Come hai visto cambiare la Chiesa di Padova? «Ho colto fatica, perché c’è un mondo che cambia e cambia il rapporto tra società e dimensione di fede. Questo chiede alla Chiesa di cambiare. Dal cammino del Sinodo, in particolare, raccolgo un elemento: in tanti, dentro al percorso, ci siamo preoccupati di organizzare meglio le attività. Ma è uno sguardo parziale in cui si dimentica che siamo Chiesa anche quando siamo nei nostri contesti di vita. Fede e vita, Chiesa e mondo, non sono due dimensioni separate, ma si stimolano e si rilanciano a vicenda. Sento che c’è bisogno di stare su questo, altrimenti c’è il rischio di uno sguardo introverso e ripiegato su alcuni aspetti organizzativi e molto legati alle “cose di Chiesa”. Poi mi fa soffrire, nel cammino della Chiesa, una certa voglia di sedersi ai margini e dire: ma tanto non cambia niente. Non è vero, non è così! Siamo tutti corresponsabili del cammino. Tutti chiamati a esserci».
Che Ac senti di aver consegnato, insieme alla tua presidenza, nelle mani della nuova? «Abbiamo consegnato l’associazione. È la sostanza viva di cui si nutre il cammino che costituisce il corpo dell’Azione cattolica. L’ho ricevuta in dono e la ricevono in dono a loro volta i membri della nuova presidenza, che sono chiamati a prendersene cura. Raccolgo due frutti, uno dal primo e uno dal secondo mandato: il progetto di formazione degli educatori; ancora ha tanto da dire e dare e merita di essere coltivato e costruito anche nei prossimi anni. Il secondo frutto è la casa di Camporovere, da poco ri-inaugurata, anch’essa un frutto da coltivare. La terza cosa è consegnata a ciascuna delle persone che dentro la Chiesa di Padova si sentono corresponsabili: è il cammino del Sinodo. Adesso inizia la fase più importante...».

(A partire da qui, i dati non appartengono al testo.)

//! In-memory catalog backends for testing and embedding.
//!
//! Both backends keep their state in a `HashMap` behind a `RwLock`. Each
//! mutation takes the write lock exactly once, so a check and the write it
//! guards form one critical section. The `*_with` variants run a hook inside
//! that section before the state changes; the journaled backends use it to
//! persist the mutation first.

use std::collections::HashMap;
use std::sync::RwLock;

use cask_types::{Digest, Reference, StoredObject};

use crate::error::{CatalogError, CatalogResult};
use crate::traits::{InsertOutcome, ObjectCatalog, ReferenceLedger};

/// An in-memory implementation of [`ObjectCatalog`].
#[derive(Debug, Default)]
pub struct InMemoryObjectCatalog {
    objects: RwLock<HashMap<Digest, StoredObject>>,
}

impl InMemoryObjectCatalog {
    /// Create a new empty catalog.
    pub fn new() -> Self {
        Self::default()
    }

    /// Atomic insert-if-absent that runs `hook` on the new object, under the
    /// write lock, before inserting it. If the hook fails nothing is inserted.
    pub fn insert_if_absent_with<F>(&self, object: StoredObject, hook: F) -> CatalogResult<InsertOutcome>
    where
        F: FnOnce(&StoredObject) -> CatalogResult<()>,
    {
        let mut objects = self
            .objects
            .write()
            .map_err(|_| CatalogError::Poisoned("object catalog"))?;
        if let Some(existing) = objects.get(&object.digest) {
            return Ok(InsertOutcome {
                inserted: false,
                object: existing.clone(),
            });
        }
        hook(&object)?;
        objects.insert(object.digest, object.clone());
        Ok(InsertOutcome {
            inserted: true,
            object,
        })
    }

    /// Remove an object, running `hook` under the write lock first when the
    /// object exists.
    pub fn remove_with<F>(&self, digest: &Digest, hook: F) -> CatalogResult<Option<StoredObject>>
    where
        F: FnOnce(&StoredObject) -> CatalogResult<()>,
    {
        let mut objects = self
            .objects
            .write()
            .map_err(|_| CatalogError::Poisoned("object catalog"))?;
        match objects.get(digest) {
            Some(existing) => hook(existing)?,
            None => return Ok(None),
        }
        Ok(objects.remove(digest))
    }
}

impl ObjectCatalog for InMemoryObjectCatalog {
    fn find(&self, digest: &Digest) -> CatalogResult<Option<StoredObject>> {
        let objects = self
            .objects
            .read()
            .map_err(|_| CatalogError::Poisoned("object catalog"))?;
        Ok(objects.get(digest).cloned())
    }

    fn insert_if_absent(&self, object: StoredObject) -> CatalogResult<InsertOutcome> {
        self.insert_if_absent_with(object, |_| Ok(()))
    }

    fn remove(&self, digest: &Digest) -> CatalogResult<Option<StoredObject>> {
        self.remove_with(digest, |_| Ok(()))
    }

    fn list(&self) -> CatalogResult<Vec<StoredObject>> {
        let objects = self
            .objects
            .read()
            .map_err(|_| CatalogError::Poisoned("object catalog"))?;
        let mut list: Vec<StoredObject> = objects.values().cloned().collect();
        list.sort_by(|a, b| {
            b.created_at
                .cmp(&a.created_at)
                .then_with(|| a.digest.cmp(&b.digest))
        });
        Ok(list)
    }

    fn len(&self) -> CatalogResult<usize> {
        let objects = self
            .objects
            .read()
            .map_err(|_| CatalogError::Poisoned("object catalog"))?;
        Ok(objects.len())
    }
}

/// An in-memory implementation of [`ReferenceLedger`].
///
/// References are kept per target in arrival order; listings reverse that
/// order so the newest comes first.
#[derive(Debug, Default)]
pub struct InMemoryReferenceLedger {
    references: RwLock<HashMap<Digest, Vec<Reference>>>,
}

impl InMemoryReferenceLedger {
    /// Create a new empty ledger.
    pub fn new() -> Self {
        Self::default()
    }

    /// Append a reference, running `hook` under the write lock first.
    pub fn append_with<F>(&self, reference: Reference, hook: F) -> CatalogResult<()>
    where
        F: FnOnce(&Reference) -> CatalogResult<()>,
    {
        let mut references = self
            .references
            .write()
            .map_err(|_| CatalogError::Poisoned("reference ledger"))?;
        hook(&reference)?;
        references.entry(reference.target).or_default().push(reference);
        Ok(())
    }

    /// Remove all references to `digest`, running `hook` under the write
    /// lock first when there is anything to remove.
    pub fn remove_for_with<F>(&self, digest: &Digest, hook: F) -> CatalogResult<usize>
    where
        F: FnOnce(usize) -> CatalogResult<()>,
    {
        let mut references = self
            .references
            .write()
            .map_err(|_| CatalogError::Poisoned("reference ledger"))?;
        let count = references.get(digest).map(Vec::len).unwrap_or(0);
        if count == 0 {
            return Ok(0);
        }
        hook(count)?;
        references.remove(digest);
        Ok(count)
    }
}

impl ReferenceLedger for InMemoryReferenceLedger {
    fn append(&self, reference: Reference) -> CatalogResult<()> {
        self.append_with(reference, |_| Ok(()))
    }

    fn list_for(&self, digest: &Digest) -> CatalogResult<Vec<Reference>> {
        let references = self
            .references
            .read()
            .map_err(|_| CatalogError::Poisoned("reference ledger"))?;
        Ok(references
            .get(digest)
            .map(|list| list.iter().rev().cloned().collect())
            .unwrap_or_default())
    }

    fn count_for(&self, digest: &Digest) -> CatalogResult<u64> {
        let references = self
            .references
            .read()
            .map_err(|_| CatalogError::Poisoned("reference ledger"))?;
        Ok(references.get(digest).map(|l| l.len() as u64).unwrap_or(0))
    }

    fn count(&self) -> CatalogResult<u64> {
        let references = self
            .references
            .read()
            .map_err(|_| CatalogError::Poisoned("reference ledger"))?;
        Ok(references.values().map(|l| l.len() as u64).sum())
    }

    fn counts(&self) -> CatalogResult<HashMap<Digest, u64>> {
        let references = self
            .references
            .read()
            .map_err(|_| CatalogError::Poisoned("reference ledger"))?;
        Ok(references
            .iter()
            .map(|(digest, list)| (*digest, list.len() as u64))
            .collect())
    }

    fn remove_for(&self, digest: &Digest) -> CatalogResult<usize> {
        self.remove_for_with(digest, |_| Ok(()))
    }
}
//! Deduplication accounting.
//!
//! The summary is a projection of the catalog: it can always be rebuilt
//! from the object records and reference counts alone. The aggregator owns
//! the only mutable copy and serialises every refresh behind one mutex, so
//! concurrent refreshes never lose an update and readers never see a
//! half-updated summary.

use std::sync::{Mutex, MutexGuard};

use chrono::{DateTime, Utc};
use serde::{Deserialize, Serialize};
use tracing::debug;

use cask_catalog::{ObjectCatalog, ReferenceLedger};
use cask_types::UsageSummary;

use crate::config::StatsStrategy;
use crate::error::{EngineError, EngineResult};

/// Change to the totals caused by one engine write.
#[derive(Clone, Copy, Debug, PartialEq, Eq)]
pub enum StatsDelta {
    /// A new unique object of `size` bytes was stored.
    NewObject { size: u64 },
    /// A duplicate of an object of `size` bytes was recorded.
    Reference { size: u64 },
    /// An object of `size` bytes was removed along with `references`.
    Removed { size: u64, references: u64 },
    /// `references` duplicates of an object of `size` bytes were dropped
    /// but the object itself stayed.
    ReferencesRemoved { size: u64, references: u64 },
}

/// Rebuild the summary from the full catalog.
pub fn compute_summary(
    catalog: &dyn ObjectCatalog,
    ledger: &dyn ReferenceLedger,
) -> EngineResult<UsageSummary> {
    let objects = catalog.list()?;
    let counts = ledger.counts()?;

    let mut logical_uploads = 0u64;
    let mut logical_bytes = 0u64;
    let mut physical_bytes = 0u64;
    for object in &objects {
        let references = counts.get(&object.digest).copied().unwrap_or(0);
        logical_uploads += 1 + references;
        logical_bytes += object.size * (1 + references);
        physical_bytes += object.size;
    }

    Ok(UsageSummary::from_totals(
        logical_uploads,
        objects.len() as u64,
        logical_bytes,
        physical_bytes,
    ))
}

/// Owner of the process-wide [`UsageSummary`].
#[derive(Debug)]
pub struct StatsAggregator {
    strategy: StatsStrategy,
    summary: Mutex<Option<UsageSummary>>,
}

impl StatsAggregator {
    pub fn new(strategy: StatsStrategy) -> Self {
        Self {
            strategy,
            summary: Mutex::new(None),
        }
    }

    pub fn strategy(&self) -> StatsStrategy {
        self.strategy
    }

    /// Build the incremental baseline if there is none yet.
    ///
    /// Writers call this before touching the catalog. A baseline scanned
    /// while a write sits between its catalog change and its [`record`]
    /// would count that write twice.
    ///
    /// [`record`]: Self::record
    pub fn ensure_baseline(
        &self,
        catalog: &dyn ObjectCatalog,
        ledger: &dyn ReferenceLedger,
    ) -> EngineResult<()> {
        if self.strategy == StatsStrategy::Recompute {
            return Ok(());
        }
        let mut slot = self.lock()?;
        if slot.is_none() {
            let baseline = compute_summary(catalog, ledger)?;
            debug!(uploads = baseline.logical_uploads, "stats baseline built");
            *slot = Some(baseline);
        }
        Ok(())
    }

    /// Bring the summary up to date with the catalog and return it.
    ///
    /// Under [`StatsStrategy::Recompute`] this always rescans. Under
    /// [`StatsStrategy::Incremental`] it only scans to build the first
    /// baseline.
    pub fn refresh(
        &self,
        catalog: &dyn ObjectCatalog,
        ledger: &dyn ReferenceLedger,
    ) -> EngineResult<UsageSummary> {
        let mut slot = self.lock()?;
        if self.strategy == StatsStrategy::Incremental {
            if let Some(current) = slot.as_ref() {
                return Ok(current.clone());
            }
        }
        let fresh = compute_summary(catalog, ledger)?;
        *slot = Some(fresh.clone());
        Ok(fresh)
    }

    /// Account for a write that has already been applied to the catalog.
    pub fn record(
        &self,
        delta: StatsDelta,
        catalog: &dyn ObjectCatalog,
        ledger: &dyn ReferenceLedger,
    ) -> EngineResult<UsageSummary> {
        if self.strategy == StatsStrategy::Recompute {
            return self.refresh(catalog, ledger);
        }

        let mut slot = self.lock()?;
        let summary = if let Some(current) = slot.as_mut() {
            apply(current, delta);
            current.clone()
        } else {
            // Only reachable for a writer that skipped `ensure_baseline`;
            // the scan already sees this write.
            let fresh = compute_summary(catalog, ledger)?;
            *slot = Some(fresh.clone());
            fresh
        };
        debug!(?delta, uploads = summary.logical_uploads, "stats updated");
        Ok(summary)
    }

    /// Last computed summary, without touching the catalog.
    pub fn cached(&self) -> EngineResult<Option<UsageSummary>> {
        Ok(self.lock()?.clone())
    }

    fn lock(&self) -> EngineResult<MutexGuard<'_, Option<UsageSummary>>> {
        self.summary
            .lock()
            .map_err(|_| EngineError::Poisoned("usage summary"))
    }
}

fn apply(summary: &mut UsageSummary, delta: StatsDelta) {
    match delta {
        StatsDelta::NewObject { size } => summary.record_new_object(size),
        StatsDelta::Reference { size } => summary.record_reference(size),
        StatsDelta::Removed { size, references } => summary.record_removal(size, references),
        StatsDelta::ReferencesRemoved { size, references } => {
            summary.record_reference_removal(size, references)
        }
    }
}

/// Presentation form of a [`UsageSummary`] with derived figures.
#[derive(Clone, Debug, PartialEq, Serialize, Deserialize)]
pub struct StatsReport {
    pub total_uploads: u64,
    pub unique_objects: u64,
    pub logical_bytes: u64,
    pub physical_bytes: u64,
    pub bytes_saved: u64,
    pub saved_percentage: f64,
    pub logical_mb: f64,
    pub physical_mb: f64,
    pub saved_mb: f64,
    pub last_updated: DateTime<Utc>,
}

impl From<&UsageSummary> for StatsReport {
    fn from(summary: &UsageSummary) -> Self {
        Self {
            total_uploads: summary.logical_uploads,
            unique_objects: summary.unique_objects,
            logical_bytes: summary.logical_bytes,
            physical_bytes: summary.physical_bytes,
            bytes_saved: summary.bytes_saved,
            saved_percentage: summary.saved_percentage(),
            logical_mb: summary.logical_mb(),
            physical_mb: summary.physical_mb(),
            saved_mb: summary.saved_mb(),
            last_updated: summary.last_updated,
        }
    }
}
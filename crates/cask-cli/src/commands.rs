use std::fs::{self, File};
use std::io::{self, BufReader, Write};
use std::path::{Path, PathBuf};
use std::sync::Arc;

use anyhow::{bail, Context};
use colored::Colorize;
use serde::Serialize;
use tracing::debug;
use walkdir::WalkDir;

use cask_catalog::open_journaled;
use cask_engine::{DeduplicationEngine, IngestOutcome, IngestResult, StatsReport, DEFAULT_MEDIA_TYPE};
use cask_store::FsBlobStore;
use cask_types::Digest;

use crate::cli::*;
use crate::config::{CaskConfig, Layout};

pub fn run_command(cli: Cli) -> anyhow::Result<()> {
    let format = cli.format;
    if let Command::Init = cli.command {
        return cmd_init(&cli.root);
    }

    let engine = open_engine(&cli.root)?;
    match cli.command {
        Command::Init => Ok(()),
        Command::Add(args) => cmd_add(&engine, args, format),
        Command::Stats => cmd_stats(&engine, format),
        Command::Ls => cmd_ls(&engine, format),
        Command::Refs(arg) => cmd_refs(&engine, &arg.digest, format),
        Command::Types => cmd_types(&engine, format),
        Command::Cat(arg) => cmd_cat(&engine, &arg.digest),
        Command::Rm(arg) => cmd_rm(&engine, &arg.digest, format),
        Command::Gc => cmd_gc(&engine, format),
    }
}

/// Open the engine over the store at `root`.
pub fn open_engine(root: &Path) -> anyhow::Result<DeduplicationEngine> {
    let layout = Layout::new(root);
    if !layout.config_path().is_file() {
        bail!(
            "no store at {} (run `cask init` first)",
            layout.root().display()
        );
    }
    let config = CaskConfig::load(root)?;
    debug!(root = %root.display(), fsync = config.storage.fsync, "opening store");

    let blobs = FsBlobStore::open(layout.objects_dir())?.with_fsync(config.storage.fsync);
    let (catalog, ledger) = open_journaled(&layout.journal_path(), config.sync_mode())
        .with_context(|| format!("cannot open catalog in {}", root.display()))?;

    Ok(DeduplicationEngine::new(
        Arc::new(blobs),
        Arc::new(catalog),
        Arc::new(ledger),
        config.engine,
    ))
}

fn print_json<T: Serialize + ?Sized>(value: &T) -> anyhow::Result<()> {
    println!("{}", serde_json::to_string_pretty(value)?);
    Ok(())
}

fn cmd_init(root: &Path) -> anyhow::Result<()> {
    let layout = Layout::new(root);
    if layout.config_path().is_file() {
        println!("Store already initialized in {}", root.display().to_string().bold());
        return Ok(());
    }
    fs::create_dir_all(layout.objects_dir())
        .with_context(|| format!("cannot create {}", root.display()))?;
    CaskConfig::default().save(root)?;
    println!("{} Initialized Cask store in {}", "✓".green().bold(), root.display().to_string().bold());
    Ok(())
}

// ---- add ----

/// Expand the given paths into the list of files to ingest.
fn collect_files(paths: &[PathBuf], recursive: bool) -> anyhow::Result<Vec<PathBuf>> {
    let mut files = Vec::new();
    for path in paths {
        let meta = fs::metadata(path).with_context(|| format!("cannot read {}", path.display()))?;
        if meta.is_file() {
            files.push(path.clone());
        } else if meta.is_dir() {
            if !recursive {
                bail!("{} is a directory (use -r to add it)", path.display());
            }
            for entry in WalkDir::new(path).sort_by_file_name() {
                let entry = entry?;
                if entry.file_type().is_file() {
                    files.push(entry.into_path());
                }
            }
        }
    }
    Ok(files)
}

/// Media type from the file extension.
fn guess_type(path: &Path) -> String {
    mime_guess::from_path(path)
        .first()
        .map(|m| m.essence_str().to_string())
        .unwrap_or_else(|| DEFAULT_MEDIA_TYPE.to_string())
}

fn ingest_file(
    engine: &DeduplicationEngine,
    path: &Path,
    declared_type: Option<&str>,
) -> anyhow::Result<IngestResult> {
    let filename = path
        .file_name()
        .map(|n| n.to_string_lossy().into_owned())
        .unwrap_or_else(|| path.display().to_string());
    let declared_type = declared_type
        .map(str::to_string)
        .unwrap_or_else(|| guess_type(path));

    let mut reader = BufReader::new(
        File::open(path).with_context(|| format!("cannot open {}", path.display()))?,
    );
    debug!(path = %path.display(), declared_type = %declared_type, "adding file");
    engine
        .ingest(&mut reader, &filename, &declared_type)
        .with_context(|| format!("failed to add {}", path.display()))
}

fn cmd_add(engine: &DeduplicationEngine, args: AddArgs, format: OutputFormat) -> anyhow::Result<()> {
    let files = collect_files(&args.paths, args.recursive)?;
    debug!(files = files.len(), recursive = args.recursive, "collected files to add");
    let mut results = Vec::with_capacity(files.len());
    for path in &files {
        let result = ingest_file(engine, path, args.declared_type.as_deref())?;
        if format == OutputFormat::Text {
            print_ingest(path, &result);
        }
        results.push(result);
    }

    match format {
        OutputFormat::Json => print_json(&results),
        OutputFormat::Text => {
            let duplicates = results.iter().filter(|r| r.is_duplicate).count();
            let saved: u64 = results.iter().map(|r| r.bytes_saved_by_this_upload).sum();
            println!(
                "\n{} file(s) added, {} duplicate(s), {} saved",
                results.len().to_string().bold(),
                duplicates.to_string().yellow(),
                format_bytes(saved).green()
            );
            Ok(())
        }
    }
}

fn print_ingest(path: &Path, result: &IngestResult) {
    let short = result.object.digest.short_hex();
    match &result.outcome {
        IngestOutcome::NewObject { .. } => println!(
            "  {} {} {} ({})",
            "stored".green(),
            short.yellow(),
            path.display(),
            format_bytes(result.object.size)
        ),
        IngestOutcome::DuplicateReference { .. } => println!(
            "  {} {} {} -> {} (saved {})",
            "linked".cyan(),
            short.yellow(),
            path.display(),
            result.object.first_filename.bold(),
            format_bytes(result.bytes_saved_by_this_upload)
        ),
    }
}

// ---- queries ----

fn cmd_stats(engine: &DeduplicationEngine, format: OutputFormat) -> anyhow::Result<()> {
    let report = engine.stats_report()?;
    match format {
        OutputFormat::Json => print_json(&report),
        OutputFormat::Text => {
            print_stats(&report);
            Ok(())
        }
    }
}

fn print_stats(report: &StatsReport) {
    println!("{}", "Storage statistics".bold());
    println!("  Uploads:         {}", report.total_uploads);
    println!("  Unique objects:  {}", report.unique_objects);
    println!(
        "  Logical size:    {} ({:.2} MiB)",
        format_bytes(report.logical_bytes),
        report.logical_mb
    );
    println!(
        "  Physical size:   {} ({:.2} MiB)",
        format_bytes(report.physical_bytes),
        report.physical_mb
    );
    println!(
        "  Saved:           {} ({:.2}%)",
        format_bytes(report.bytes_saved).green(),
        report.saved_percentage
    );
}

fn cmd_ls(engine: &DeduplicationEngine, format: OutputFormat) -> anyhow::Result<()> {
    let objects = engine.list_objects()?;
    if format == OutputFormat::Json {
        return print_json(&objects);
    }
    if objects.is_empty() {
        println!("No objects stored.");
        return Ok(());
    }
    for view in &objects {
        let uploads = format!("{}x", view.reference_count);
        println!(
            "{}  {:>10}  {:>4}  {:<24}  {}",
            view.object.digest.short_hex().yellow(),
            format_bytes(view.object.size),
            if view.is_duplicate { uploads.cyan() } else { uploads.normal() },
            view.object.declared_type,
            view.object.first_filename
        );
    }
    Ok(())
}

fn cmd_refs(engine: &DeduplicationEngine, digest: &Digest, format: OutputFormat) -> anyhow::Result<()> {
    let listing = engine.list_references(digest)?;
    if format == OutputFormat::Json {
        return print_json(&listing);
    }
    let original = &listing.original.object;
    println!(
        "{} {} ({}, {})",
        original.digest.to_string().yellow(),
        original.first_filename.bold(),
        format_bytes(original.size),
        original.declared_type
    );
    println!("  first stored {}", original.created_at.to_rfc3339().dimmed());
    if listing.references.is_empty() {
        println!("  no duplicate uploads");
    }
    for reference in &listing.references {
        println!(
            "  {} {} {}",
            reference.id.short_id().dimmed(),
            reference.created_at.to_rfc3339(),
            reference.filename
        );
    }
    println!("  {} reference(s)", listing.total_references);
    Ok(())
}

fn cmd_types(engine: &DeduplicationEngine, format: OutputFormat) -> anyhow::Result<()> {
    let types = engine.declared_types()?;
    match format {
        OutputFormat::Json => print_json(&types),
        OutputFormat::Text => {
            for declared in &types {
                println!("{declared}");
            }
            Ok(())
        }
    }
}

fn cmd_cat(engine: &DeduplicationEngine, digest: &Digest) -> anyhow::Result<()> {
    let mut reader = engine.open_blob(digest)?;
    let stdout = io::stdout();
    let mut out = stdout.lock();
    io::copy(&mut reader, &mut out)?;
    out.flush()?;
    Ok(())
}

// ---- maintenance ----

fn cmd_rm(engine: &DeduplicationEngine, digest: &Digest, format: OutputFormat) -> anyhow::Result<()> {
    let report = engine.remove_object(digest)?;
    match format {
        OutputFormat::Json => print_json(&report),
        OutputFormat::Text => {
            println!(
                "{} Removed {} ({}) and {} reference(s)",
                "✓".green(),
                report.object.first_filename.bold(),
                report.object.digest.short_hex().yellow(),
                report.references_removed
            );
            Ok(())
        }
    }
}

fn cmd_gc(engine: &DeduplicationEngine, format: OutputFormat) -> anyhow::Result<()> {
    let report = engine.collect_garbage()?;
    match format {
        OutputFormat::Json => print_json(&report),
        OutputFormat::Text => {
            println!(
                "{} GC: {} of {} blob(s) removed.",
                "✓".green(),
                report.removed.len(),
                report.scanned
            );
            Ok(())
        }
    }
}

fn format_bytes(bytes: u64) -> String {
    const UNITS: [&str; 4] = ["KiB", "MiB", "GiB", "TiB"];
    if bytes < 1024 {
        return format!("{bytes} B");
    }
    let mut value = bytes as f64 / 1024.0;
    let mut unit = 0;
    while value >= 1024.0 && unit < UNITS.len() - 1 {
        value /= 1024.0;
        unit += 1;
    }
    format!("{value:.1} {}", UNITS[unit])
}

#[cfg(test)]
mod tests {
    use super::*;
    use clap::Parser;
    use std::io::Read;

    fn init_store() -> (tempfile::TempDir, PathBuf) {
        let dir = tempfile::tempdir().unwrap();
        let root = dir.path().join(".cask");
        cmd_init(&root).unwrap();
        (dir, root)
    }

    #[test]
    fn format_bytes_units() {
        assert_eq!(format_bytes(0), "0 B");
        assert_eq!(format_bytes(1023), "1023 B");
        assert_eq!(format_bytes(1536), "1.5 KiB");
        assert_eq!(format_bytes(5 * 1024 * 1024), "5.0 MiB");
    }

    #[test]
    fn type_guessing() {
        assert_eq!(guess_type(Path::new("notes.txt")), "text/plain");
        assert_eq!(guess_type(Path::new("photo.png")), "image/png");
        assert_eq!(guess_type(Path::new("README")), DEFAULT_MEDIA_TYPE);
    }

    #[test]
    fn engine_requires_init() {
        let dir = tempfile::tempdir().unwrap();
        assert!(open_engine(&dir.path().join("missing")).is_err());
    }

    #[test]
    fn init_is_idempotent() {
        let (_dir, root) = init_store();
        cmd_init(&root).unwrap();
        assert!(Layout::new(&root).config_path().is_file());
    }

    #[test]
    fn directories_need_recursive_flag() {
        let dir = tempfile::tempdir().unwrap();
        let docs = dir.path().join("docs");
        fs::create_dir_all(docs.join("nested")).unwrap();
        fs::write(docs.join("a.txt"), b"a").unwrap();
        fs::write(docs.join("nested").join("b.txt"), b"b").unwrap();

        assert!(collect_files(&[docs.clone()], false).is_err());
        let files = collect_files(&[docs.clone()], true).unwrap();
        assert_eq!(files, vec![docs.join("a.txt"), docs.join("nested").join("b.txt")]);
    }

    #[test]
    fn add_files_and_reopen() {
        let (dir, root) = init_store();
        let a = dir.path().join("a.txt");
        let b = dir.path().join("b.txt");
        fs::write(&a, b"hello").unwrap();
        fs::write(&b, b"hello").unwrap();

        {
            let engine = open_engine(&root).unwrap();
            let first = ingest_file(&engine, &a, None).unwrap();
            assert_eq!(first.object.declared_type, "text/plain");
            let second = ingest_file(&engine, &b, Some("application/x-custom")).unwrap();
            assert!(second.is_duplicate);
        }

        let engine = open_engine(&root).unwrap();
        let report = engine.stats_report().unwrap();
        assert_eq!(report.total_uploads, 2);
        assert_eq!(report.bytes_saved, 5);
        assert_eq!(report.saved_percentage, 50.0);

        let digest = Digest::of(b"hello");
        let mut data = Vec::new();
        engine.open_blob(&digest).unwrap().read_to_end(&mut data).unwrap();
        assert_eq!(data, b"hello");
    }

    #[test]
    fn run_command_end_to_end() {
        let (dir, root) = init_store();
        let file = dir.path().join("data.bin");
        fs::write(&file, b"payload").unwrap();
        let root_arg = root.display().to_string();
        let file_arg = file.display().to_string();

        let run = |args: &[&str]| {
            let mut argv = vec!["cask", "--root", root_arg.as_str()];
            argv.extend_from_slice(args);
            run_command(Cli::try_parse_from(argv).unwrap())
        };

        run(&["add", file_arg.as_str()]).unwrap();
        run(&["stats", "--format", "json"]).unwrap();
        run(&["ls"]).unwrap();
        let hex = Digest::of(b"payload").to_hex();
        run(&["refs", hex.as_str()]).unwrap();
        run(&["rm", hex.as_str()]).unwrap();
        assert!(run(&["refs", hex.as_str()]).is_err());
        run(&["gc"]).unwrap();
    }
}
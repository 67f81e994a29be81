use std::fs;
use std::path::{Path, PathBuf};

use anyhow::Context;
use serde::{Deserialize, Serialize};

use cask_catalog::SyncMode;
use cask_engine::EngineConfig;

/// Contents of `<root>/cask.toml`.
#[derive(Clone, Debug, Default, PartialEq, Eq, Serialize, Deserialize)]
#[serde(default)]
pub struct CaskConfig {
    pub engine: EngineConfig,
    pub storage: StorageConfig,
}

#[derive(Clone, Debug, Default, PartialEq, Eq, Serialize, Deserialize)]
#[serde(default)]
pub struct StorageConfig {
    /// `fsync` blobs and journal entries on every write.
    pub fsync: bool,
}

impl CaskConfig {
    /// Read the config under `root`. A missing file means defaults.
    pub fn load(root: &Path) -> anyhow::Result<Self> {
        let path = Layout::new(root).config_path();
        match fs::read_to_string(&path) {
            Ok(text) => toml::from_str(&text)
                .with_context(|| format!("invalid config {}", path.display())),
            Err(e) if e.kind() == std::io::ErrorKind::NotFound => Ok(Self::default()),
            Err(e) => Err(e).with_context(|| format!("cannot read {}", path.display())),
        }
    }

    pub fn save(&self, root: &Path) -> anyhow::Result<()> {
        let path = Layout::new(root).config_path();
        let text = toml::to_string_pretty(self)?;
        fs::write(&path, text).with_context(|| format!("cannot write {}", path.display()))
    }

    pub fn sync_mode(&self) -> SyncMode {
        if self.storage.fsync {
            SyncMode::EveryWrite
        } else {
            SyncMode::OsDefault
        }
    }
}

/// Paths inside a store root.
#[derive(Clone, Debug)]
pub struct Layout {
    root: PathBuf,
}

impl Layout {
    pub fn new(root: &Path) -> Self {
        Self {
            root: root.to_path_buf(),
        }
    }

    pub fn root(&self) -> &Path {
        &self.root
    }

    pub fn config_path(&self) -> PathBuf {
        self.root.join("cask.toml")
    }

    pub fn objects_dir(&self) -> PathBuf {
        self.root.join("objects")
    }

    pub fn journal_path(&self) -> PathBuf {
        self.root.join("catalog.journal")
    }
}
use cask_types::Digest;

/// Errors from blob store operations.
#[derive(Debug, thiserror::Error)]
pub enum StoreError {
    /// The requested blob was not found.
    #[error("blob not found: {0}")]
    NotFound(Digest),

    /// The bytes handed to `put` do not hash to the digest they were
    /// stored under.
    #[error("hash mismatch: expected {expected}, computed {computed}")]
    HashMismatch { expected: Digest, computed: Digest },

    /// I/O error from the underlying storage backend.
    #[error("I/O error: {0}")]
    Io(#[from] std::io::Error),

    /// A lock guarding in-memory state was poisoned by a panicking writer.
    #[error("store lock poisoned")]
    Poisoned,
}

/// Result alias for store operations.
pub type StoreResult<T> = Result<T, StoreError>;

Cosa auguri alla nuova presidenza di Ac? «Di essere come gli alberi piantati tra un campo e l’altro. Alberi che mettono le radici un po’ da una parte, un po’ dall’altra. Non sapresti dire se sono parte del campo della Chiesa o del campo del mondo. Auguro alla nuova presidenza di saper stare nel mezzo e di affondare bene le sue radici nella terra che abitiamo e che siamo chiamati a custodire. Lanciando alti rami verso il cielo, la dimensione verticale che siamo sempre chiamati a coltivare. E avendo spazio per ospitare le persone che hanno bisogno di posarsi tra i rami di un albero che resta coltivato, piantato, nutrito, e innaffiato dal Signore. Auguro alla nostra associazione di essere questo».